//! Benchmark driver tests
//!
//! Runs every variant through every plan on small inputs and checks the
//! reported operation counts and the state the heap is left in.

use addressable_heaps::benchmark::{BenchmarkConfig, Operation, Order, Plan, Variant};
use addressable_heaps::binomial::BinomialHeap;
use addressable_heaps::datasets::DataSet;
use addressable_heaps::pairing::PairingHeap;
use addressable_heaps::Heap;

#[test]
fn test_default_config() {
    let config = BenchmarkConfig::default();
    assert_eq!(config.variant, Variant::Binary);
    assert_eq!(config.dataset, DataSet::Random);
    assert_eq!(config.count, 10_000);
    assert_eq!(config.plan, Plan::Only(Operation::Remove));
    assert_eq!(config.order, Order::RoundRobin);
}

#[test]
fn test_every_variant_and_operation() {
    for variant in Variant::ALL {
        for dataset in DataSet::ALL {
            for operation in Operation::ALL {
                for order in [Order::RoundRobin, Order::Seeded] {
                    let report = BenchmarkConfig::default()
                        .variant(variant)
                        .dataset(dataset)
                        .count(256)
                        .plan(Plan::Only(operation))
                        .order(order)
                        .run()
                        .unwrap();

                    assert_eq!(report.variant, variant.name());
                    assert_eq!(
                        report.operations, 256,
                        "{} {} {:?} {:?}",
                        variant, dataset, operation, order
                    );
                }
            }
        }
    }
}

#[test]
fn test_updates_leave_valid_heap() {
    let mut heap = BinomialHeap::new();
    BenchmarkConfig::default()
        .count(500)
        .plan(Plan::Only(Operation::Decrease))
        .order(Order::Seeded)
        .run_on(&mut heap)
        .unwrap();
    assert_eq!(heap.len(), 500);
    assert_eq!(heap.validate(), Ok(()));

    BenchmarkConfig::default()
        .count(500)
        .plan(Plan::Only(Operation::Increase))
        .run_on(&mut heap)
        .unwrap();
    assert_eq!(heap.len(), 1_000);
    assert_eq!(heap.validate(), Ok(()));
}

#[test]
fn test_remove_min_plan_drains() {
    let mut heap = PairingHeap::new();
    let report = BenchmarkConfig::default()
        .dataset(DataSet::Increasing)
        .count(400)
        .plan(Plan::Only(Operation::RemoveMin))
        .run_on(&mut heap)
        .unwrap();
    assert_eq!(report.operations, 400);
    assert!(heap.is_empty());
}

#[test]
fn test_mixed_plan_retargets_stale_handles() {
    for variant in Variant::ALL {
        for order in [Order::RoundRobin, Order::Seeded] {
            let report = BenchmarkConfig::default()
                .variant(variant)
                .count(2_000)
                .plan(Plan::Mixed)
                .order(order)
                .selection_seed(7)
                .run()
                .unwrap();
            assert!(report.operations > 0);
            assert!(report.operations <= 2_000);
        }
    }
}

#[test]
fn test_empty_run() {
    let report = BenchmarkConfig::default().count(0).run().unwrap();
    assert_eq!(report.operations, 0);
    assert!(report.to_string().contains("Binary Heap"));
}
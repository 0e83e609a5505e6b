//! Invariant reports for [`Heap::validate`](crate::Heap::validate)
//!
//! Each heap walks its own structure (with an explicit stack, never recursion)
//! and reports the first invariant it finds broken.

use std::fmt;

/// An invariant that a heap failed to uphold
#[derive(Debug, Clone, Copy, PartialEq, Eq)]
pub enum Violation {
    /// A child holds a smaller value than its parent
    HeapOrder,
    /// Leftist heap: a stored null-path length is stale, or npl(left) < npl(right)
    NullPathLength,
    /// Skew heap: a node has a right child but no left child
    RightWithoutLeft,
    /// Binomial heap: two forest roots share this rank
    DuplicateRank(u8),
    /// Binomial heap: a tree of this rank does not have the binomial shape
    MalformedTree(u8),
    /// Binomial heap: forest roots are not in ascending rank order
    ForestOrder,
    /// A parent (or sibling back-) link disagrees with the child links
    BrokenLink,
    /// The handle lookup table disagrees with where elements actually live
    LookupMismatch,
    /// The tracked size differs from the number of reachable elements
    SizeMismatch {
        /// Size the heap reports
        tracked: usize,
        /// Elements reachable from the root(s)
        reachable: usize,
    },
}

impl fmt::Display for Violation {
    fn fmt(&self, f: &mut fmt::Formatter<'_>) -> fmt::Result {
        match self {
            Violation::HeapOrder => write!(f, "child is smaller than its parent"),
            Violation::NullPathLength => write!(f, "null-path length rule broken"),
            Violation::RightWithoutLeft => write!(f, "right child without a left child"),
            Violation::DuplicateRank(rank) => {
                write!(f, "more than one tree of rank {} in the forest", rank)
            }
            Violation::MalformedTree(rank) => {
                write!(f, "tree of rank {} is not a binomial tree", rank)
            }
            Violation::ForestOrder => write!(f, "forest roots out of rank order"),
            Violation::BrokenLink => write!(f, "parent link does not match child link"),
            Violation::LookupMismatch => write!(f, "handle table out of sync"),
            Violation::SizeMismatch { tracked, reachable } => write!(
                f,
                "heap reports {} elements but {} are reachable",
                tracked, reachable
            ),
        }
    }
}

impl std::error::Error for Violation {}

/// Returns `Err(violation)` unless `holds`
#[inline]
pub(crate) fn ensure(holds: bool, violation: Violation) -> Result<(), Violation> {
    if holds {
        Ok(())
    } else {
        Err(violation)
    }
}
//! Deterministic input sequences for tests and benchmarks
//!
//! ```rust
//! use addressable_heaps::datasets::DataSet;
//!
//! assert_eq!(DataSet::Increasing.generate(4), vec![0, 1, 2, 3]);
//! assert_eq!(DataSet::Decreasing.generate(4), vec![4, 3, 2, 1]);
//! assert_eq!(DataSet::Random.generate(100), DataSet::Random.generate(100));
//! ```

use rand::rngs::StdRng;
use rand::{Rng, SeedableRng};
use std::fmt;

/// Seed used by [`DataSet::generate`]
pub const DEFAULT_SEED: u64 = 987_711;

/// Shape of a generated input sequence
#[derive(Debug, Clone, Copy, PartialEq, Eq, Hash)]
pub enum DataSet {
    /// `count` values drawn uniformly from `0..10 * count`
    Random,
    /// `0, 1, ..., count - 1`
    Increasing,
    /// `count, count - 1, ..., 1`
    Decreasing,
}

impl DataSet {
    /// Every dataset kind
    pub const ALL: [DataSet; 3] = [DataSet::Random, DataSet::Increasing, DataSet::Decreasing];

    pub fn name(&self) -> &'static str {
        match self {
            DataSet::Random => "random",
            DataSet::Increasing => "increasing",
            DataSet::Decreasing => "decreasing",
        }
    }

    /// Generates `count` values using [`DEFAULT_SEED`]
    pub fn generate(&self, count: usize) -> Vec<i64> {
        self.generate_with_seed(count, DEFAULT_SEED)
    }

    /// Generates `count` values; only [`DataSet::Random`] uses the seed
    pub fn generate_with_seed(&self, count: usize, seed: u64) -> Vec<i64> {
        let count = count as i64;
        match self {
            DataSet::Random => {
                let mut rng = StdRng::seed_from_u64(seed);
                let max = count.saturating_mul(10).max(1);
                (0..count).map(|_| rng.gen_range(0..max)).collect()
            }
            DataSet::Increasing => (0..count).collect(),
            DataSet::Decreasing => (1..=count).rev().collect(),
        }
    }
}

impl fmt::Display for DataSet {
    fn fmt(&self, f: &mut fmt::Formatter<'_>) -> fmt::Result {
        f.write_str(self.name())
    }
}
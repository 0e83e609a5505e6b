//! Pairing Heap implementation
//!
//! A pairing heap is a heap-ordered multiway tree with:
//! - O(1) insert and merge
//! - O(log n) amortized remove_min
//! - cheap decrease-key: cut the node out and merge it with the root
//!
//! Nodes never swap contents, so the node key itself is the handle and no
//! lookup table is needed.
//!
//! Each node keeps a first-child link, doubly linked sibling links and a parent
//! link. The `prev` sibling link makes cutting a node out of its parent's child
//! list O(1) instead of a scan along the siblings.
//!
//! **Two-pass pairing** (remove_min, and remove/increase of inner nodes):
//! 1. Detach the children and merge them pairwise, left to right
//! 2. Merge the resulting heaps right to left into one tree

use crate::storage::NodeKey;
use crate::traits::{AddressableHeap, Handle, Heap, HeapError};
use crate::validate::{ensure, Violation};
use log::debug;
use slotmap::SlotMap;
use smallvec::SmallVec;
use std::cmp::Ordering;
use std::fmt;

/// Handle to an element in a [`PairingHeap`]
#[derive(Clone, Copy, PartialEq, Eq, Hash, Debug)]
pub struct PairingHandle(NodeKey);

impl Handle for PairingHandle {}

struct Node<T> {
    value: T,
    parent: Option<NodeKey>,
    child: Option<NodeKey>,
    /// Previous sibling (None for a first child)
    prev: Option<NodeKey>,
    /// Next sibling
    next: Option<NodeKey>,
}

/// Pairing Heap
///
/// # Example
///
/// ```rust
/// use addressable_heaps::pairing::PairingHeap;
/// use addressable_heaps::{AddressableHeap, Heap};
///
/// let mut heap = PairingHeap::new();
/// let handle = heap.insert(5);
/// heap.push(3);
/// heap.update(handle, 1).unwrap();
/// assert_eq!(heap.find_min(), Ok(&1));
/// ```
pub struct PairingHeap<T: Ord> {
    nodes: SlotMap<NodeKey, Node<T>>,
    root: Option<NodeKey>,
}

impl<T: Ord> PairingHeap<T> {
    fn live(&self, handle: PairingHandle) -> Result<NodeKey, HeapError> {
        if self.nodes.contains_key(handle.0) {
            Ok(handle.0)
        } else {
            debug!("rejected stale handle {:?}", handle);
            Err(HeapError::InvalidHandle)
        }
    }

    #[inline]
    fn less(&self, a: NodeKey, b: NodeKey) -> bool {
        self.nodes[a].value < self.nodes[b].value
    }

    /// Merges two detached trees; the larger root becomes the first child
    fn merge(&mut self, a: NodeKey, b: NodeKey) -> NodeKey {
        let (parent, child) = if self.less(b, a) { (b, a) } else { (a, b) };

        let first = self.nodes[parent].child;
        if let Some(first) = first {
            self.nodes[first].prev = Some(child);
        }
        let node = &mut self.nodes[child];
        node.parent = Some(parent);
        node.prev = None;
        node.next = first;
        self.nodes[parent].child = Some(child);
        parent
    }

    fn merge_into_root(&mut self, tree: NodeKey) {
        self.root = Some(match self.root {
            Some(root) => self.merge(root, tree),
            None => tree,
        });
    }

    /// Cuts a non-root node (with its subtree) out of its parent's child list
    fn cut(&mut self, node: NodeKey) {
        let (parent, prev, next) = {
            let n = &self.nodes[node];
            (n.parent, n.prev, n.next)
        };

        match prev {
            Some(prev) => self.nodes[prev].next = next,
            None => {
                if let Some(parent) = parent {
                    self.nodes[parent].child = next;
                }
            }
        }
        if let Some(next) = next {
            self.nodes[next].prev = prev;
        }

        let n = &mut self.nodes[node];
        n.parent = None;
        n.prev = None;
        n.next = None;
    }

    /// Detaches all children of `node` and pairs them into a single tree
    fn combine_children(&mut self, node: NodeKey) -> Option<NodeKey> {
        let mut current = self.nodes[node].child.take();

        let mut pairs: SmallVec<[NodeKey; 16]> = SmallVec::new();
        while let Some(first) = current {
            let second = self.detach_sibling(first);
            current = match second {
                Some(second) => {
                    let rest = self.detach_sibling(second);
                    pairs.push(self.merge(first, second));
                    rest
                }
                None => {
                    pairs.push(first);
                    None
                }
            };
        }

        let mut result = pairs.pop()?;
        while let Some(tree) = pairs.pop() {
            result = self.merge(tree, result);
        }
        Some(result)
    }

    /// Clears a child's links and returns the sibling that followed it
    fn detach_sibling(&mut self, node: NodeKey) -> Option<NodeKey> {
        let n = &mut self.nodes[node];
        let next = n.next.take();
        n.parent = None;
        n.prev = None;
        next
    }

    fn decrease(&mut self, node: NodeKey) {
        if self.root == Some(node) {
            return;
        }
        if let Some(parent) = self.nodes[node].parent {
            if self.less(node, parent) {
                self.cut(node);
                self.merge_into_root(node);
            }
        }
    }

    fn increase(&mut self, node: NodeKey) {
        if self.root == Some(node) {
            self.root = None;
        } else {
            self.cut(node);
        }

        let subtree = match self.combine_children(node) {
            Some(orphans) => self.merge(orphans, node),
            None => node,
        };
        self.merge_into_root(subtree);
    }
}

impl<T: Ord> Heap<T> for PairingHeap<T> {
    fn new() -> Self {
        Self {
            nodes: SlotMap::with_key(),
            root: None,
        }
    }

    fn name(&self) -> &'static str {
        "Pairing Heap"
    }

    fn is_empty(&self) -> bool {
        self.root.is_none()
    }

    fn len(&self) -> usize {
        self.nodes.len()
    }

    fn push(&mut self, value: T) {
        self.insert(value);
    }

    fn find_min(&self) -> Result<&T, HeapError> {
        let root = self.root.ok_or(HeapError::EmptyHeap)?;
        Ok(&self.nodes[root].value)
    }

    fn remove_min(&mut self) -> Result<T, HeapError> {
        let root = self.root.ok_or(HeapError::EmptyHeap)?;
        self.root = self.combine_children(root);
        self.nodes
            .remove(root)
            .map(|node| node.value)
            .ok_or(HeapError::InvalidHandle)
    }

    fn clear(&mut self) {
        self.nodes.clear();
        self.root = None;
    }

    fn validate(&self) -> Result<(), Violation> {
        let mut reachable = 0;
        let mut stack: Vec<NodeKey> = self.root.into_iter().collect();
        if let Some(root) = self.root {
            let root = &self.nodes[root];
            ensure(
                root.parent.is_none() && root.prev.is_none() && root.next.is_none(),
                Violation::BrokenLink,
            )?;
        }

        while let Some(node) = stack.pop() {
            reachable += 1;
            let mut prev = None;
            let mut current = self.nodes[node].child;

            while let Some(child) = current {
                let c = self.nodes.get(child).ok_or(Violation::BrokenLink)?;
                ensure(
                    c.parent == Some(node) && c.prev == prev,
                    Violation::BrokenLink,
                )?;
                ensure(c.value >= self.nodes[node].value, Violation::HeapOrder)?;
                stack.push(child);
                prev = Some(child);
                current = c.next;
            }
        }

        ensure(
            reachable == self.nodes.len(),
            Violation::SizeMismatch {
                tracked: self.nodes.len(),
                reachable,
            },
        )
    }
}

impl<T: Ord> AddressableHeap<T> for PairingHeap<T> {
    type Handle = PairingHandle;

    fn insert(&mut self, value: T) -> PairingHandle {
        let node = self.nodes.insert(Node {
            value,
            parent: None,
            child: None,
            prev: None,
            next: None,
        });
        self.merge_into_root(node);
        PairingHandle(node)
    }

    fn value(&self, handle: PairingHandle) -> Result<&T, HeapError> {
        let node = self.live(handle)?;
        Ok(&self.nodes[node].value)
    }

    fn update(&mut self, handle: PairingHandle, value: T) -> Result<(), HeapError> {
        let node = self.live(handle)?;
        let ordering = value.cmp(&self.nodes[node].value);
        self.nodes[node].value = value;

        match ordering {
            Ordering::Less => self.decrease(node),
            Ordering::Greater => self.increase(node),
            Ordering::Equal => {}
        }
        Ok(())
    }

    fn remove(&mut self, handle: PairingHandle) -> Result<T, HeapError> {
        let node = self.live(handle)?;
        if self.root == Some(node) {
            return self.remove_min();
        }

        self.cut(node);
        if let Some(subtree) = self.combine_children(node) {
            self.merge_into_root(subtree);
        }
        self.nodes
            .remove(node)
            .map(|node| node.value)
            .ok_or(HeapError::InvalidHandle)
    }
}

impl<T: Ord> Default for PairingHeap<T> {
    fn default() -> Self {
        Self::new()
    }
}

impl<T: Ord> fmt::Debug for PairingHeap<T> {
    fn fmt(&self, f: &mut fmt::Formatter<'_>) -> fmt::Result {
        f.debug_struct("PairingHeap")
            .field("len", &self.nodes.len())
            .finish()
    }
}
---
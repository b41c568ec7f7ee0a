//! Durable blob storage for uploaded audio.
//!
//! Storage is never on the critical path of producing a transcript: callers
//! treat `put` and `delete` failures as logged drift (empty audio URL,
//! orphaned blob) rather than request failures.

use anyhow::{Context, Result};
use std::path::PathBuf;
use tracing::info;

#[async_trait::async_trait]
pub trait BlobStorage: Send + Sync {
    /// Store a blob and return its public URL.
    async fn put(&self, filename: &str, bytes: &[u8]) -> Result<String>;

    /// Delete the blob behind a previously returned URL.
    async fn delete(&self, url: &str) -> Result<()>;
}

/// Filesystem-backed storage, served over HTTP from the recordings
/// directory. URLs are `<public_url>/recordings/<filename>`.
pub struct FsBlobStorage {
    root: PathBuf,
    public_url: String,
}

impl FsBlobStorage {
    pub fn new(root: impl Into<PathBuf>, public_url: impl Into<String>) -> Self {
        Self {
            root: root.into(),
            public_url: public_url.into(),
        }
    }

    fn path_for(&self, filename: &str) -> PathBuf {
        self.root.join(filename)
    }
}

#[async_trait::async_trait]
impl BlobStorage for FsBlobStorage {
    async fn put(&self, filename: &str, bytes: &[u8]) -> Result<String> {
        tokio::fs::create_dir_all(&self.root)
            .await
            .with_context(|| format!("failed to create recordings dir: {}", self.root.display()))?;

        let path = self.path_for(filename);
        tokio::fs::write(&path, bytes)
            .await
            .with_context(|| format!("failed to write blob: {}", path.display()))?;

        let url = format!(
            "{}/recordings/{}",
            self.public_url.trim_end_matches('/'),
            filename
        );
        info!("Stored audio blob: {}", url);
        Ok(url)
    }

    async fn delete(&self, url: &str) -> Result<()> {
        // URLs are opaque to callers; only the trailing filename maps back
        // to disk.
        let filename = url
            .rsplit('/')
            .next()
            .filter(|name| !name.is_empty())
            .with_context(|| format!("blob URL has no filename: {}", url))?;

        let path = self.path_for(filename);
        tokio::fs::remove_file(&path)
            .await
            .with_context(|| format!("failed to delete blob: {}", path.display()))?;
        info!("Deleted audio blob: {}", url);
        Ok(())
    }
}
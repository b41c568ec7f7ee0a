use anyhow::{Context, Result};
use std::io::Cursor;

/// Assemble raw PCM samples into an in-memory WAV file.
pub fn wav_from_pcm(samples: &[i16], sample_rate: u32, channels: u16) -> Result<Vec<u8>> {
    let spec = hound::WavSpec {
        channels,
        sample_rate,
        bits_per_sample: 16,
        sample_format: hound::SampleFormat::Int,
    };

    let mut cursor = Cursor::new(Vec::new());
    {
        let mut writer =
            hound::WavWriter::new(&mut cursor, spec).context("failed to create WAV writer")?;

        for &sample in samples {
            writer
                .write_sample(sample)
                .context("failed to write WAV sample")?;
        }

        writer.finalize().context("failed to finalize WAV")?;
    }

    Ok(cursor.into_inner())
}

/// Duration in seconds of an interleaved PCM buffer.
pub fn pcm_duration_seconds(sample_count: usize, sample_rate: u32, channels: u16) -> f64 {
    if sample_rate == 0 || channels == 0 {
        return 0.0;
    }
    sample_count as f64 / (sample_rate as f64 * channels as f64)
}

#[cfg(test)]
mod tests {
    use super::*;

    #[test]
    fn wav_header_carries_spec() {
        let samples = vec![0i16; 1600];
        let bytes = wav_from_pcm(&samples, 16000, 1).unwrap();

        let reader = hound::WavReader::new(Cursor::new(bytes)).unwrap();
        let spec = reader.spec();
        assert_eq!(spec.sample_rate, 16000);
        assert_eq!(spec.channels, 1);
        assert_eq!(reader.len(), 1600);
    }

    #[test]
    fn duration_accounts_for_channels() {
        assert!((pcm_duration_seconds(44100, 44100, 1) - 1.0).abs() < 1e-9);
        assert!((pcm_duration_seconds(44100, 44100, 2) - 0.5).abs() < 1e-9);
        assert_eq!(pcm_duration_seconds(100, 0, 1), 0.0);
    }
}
...
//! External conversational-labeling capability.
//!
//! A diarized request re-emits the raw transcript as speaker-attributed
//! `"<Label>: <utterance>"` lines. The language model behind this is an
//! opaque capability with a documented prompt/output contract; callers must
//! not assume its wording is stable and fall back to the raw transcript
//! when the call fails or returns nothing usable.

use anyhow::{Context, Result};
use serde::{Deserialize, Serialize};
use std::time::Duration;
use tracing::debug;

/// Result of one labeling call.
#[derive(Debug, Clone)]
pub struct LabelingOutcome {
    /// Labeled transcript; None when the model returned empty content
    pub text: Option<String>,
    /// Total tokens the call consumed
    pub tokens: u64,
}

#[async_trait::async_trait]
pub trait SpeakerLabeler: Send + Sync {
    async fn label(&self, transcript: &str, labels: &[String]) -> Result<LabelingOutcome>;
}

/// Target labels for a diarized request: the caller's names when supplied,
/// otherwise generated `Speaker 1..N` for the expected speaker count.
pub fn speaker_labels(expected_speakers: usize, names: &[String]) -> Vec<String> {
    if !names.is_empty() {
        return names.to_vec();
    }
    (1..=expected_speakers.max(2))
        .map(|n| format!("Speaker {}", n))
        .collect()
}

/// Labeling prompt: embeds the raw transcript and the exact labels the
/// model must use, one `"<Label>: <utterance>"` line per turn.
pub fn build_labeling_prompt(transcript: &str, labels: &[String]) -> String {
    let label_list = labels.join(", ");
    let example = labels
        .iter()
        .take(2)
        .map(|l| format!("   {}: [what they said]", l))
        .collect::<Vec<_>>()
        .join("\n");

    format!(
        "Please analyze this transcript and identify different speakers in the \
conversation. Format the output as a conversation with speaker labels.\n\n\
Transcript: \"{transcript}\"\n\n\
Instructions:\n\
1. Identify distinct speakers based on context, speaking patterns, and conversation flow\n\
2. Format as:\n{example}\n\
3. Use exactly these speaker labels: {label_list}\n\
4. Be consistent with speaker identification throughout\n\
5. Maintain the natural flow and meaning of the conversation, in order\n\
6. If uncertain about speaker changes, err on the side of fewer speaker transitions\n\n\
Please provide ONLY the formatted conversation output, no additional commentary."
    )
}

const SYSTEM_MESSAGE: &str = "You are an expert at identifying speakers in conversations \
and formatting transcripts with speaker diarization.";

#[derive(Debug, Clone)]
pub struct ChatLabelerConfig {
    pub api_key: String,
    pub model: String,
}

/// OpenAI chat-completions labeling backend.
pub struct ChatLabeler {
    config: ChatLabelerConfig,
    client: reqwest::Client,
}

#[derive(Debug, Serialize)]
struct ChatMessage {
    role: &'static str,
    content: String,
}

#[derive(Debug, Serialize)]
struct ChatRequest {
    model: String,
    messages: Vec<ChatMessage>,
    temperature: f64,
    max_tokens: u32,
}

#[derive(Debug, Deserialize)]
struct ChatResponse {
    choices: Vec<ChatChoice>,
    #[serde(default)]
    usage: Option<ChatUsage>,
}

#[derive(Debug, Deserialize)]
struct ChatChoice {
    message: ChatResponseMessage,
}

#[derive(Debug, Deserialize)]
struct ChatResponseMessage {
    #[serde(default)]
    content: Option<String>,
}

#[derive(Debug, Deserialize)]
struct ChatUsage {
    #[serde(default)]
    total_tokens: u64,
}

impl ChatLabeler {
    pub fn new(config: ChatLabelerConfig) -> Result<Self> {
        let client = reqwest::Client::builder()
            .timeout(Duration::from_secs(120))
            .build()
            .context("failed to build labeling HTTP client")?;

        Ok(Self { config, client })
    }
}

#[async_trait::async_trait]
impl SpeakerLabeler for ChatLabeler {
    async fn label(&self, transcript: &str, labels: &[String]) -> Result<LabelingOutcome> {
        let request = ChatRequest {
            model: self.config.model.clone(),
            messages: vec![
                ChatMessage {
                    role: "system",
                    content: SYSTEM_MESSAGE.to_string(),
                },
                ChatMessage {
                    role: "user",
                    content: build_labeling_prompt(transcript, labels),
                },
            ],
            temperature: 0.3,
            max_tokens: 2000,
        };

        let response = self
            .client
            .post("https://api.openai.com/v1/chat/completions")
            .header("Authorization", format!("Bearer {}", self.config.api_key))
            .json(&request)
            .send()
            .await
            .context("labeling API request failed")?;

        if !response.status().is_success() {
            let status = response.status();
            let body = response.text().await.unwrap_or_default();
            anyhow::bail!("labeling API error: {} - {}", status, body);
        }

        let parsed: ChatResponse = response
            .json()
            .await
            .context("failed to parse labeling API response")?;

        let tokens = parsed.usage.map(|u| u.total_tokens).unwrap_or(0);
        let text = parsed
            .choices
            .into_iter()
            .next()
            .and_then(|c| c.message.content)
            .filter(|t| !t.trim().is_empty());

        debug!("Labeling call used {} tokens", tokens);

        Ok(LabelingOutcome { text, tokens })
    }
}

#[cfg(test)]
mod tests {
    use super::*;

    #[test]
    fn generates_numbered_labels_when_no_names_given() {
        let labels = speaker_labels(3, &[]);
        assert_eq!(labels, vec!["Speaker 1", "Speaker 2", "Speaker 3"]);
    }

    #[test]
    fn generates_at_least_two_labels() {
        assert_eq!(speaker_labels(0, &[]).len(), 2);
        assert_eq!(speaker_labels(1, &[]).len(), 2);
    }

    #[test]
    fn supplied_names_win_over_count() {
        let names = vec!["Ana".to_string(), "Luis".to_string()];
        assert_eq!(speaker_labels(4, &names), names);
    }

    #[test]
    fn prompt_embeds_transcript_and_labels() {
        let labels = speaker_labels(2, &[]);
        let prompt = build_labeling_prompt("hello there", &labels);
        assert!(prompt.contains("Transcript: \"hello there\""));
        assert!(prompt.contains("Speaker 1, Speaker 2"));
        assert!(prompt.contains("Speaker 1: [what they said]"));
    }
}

What this task involves: Go through the listing and copy each line that includes the string "utterance".

Solution for this task:
//! `"<Label>: <utterance>"` lines. The language model behind this is an
/// model must use, one `"<Label>: <utterance>"` line per turn.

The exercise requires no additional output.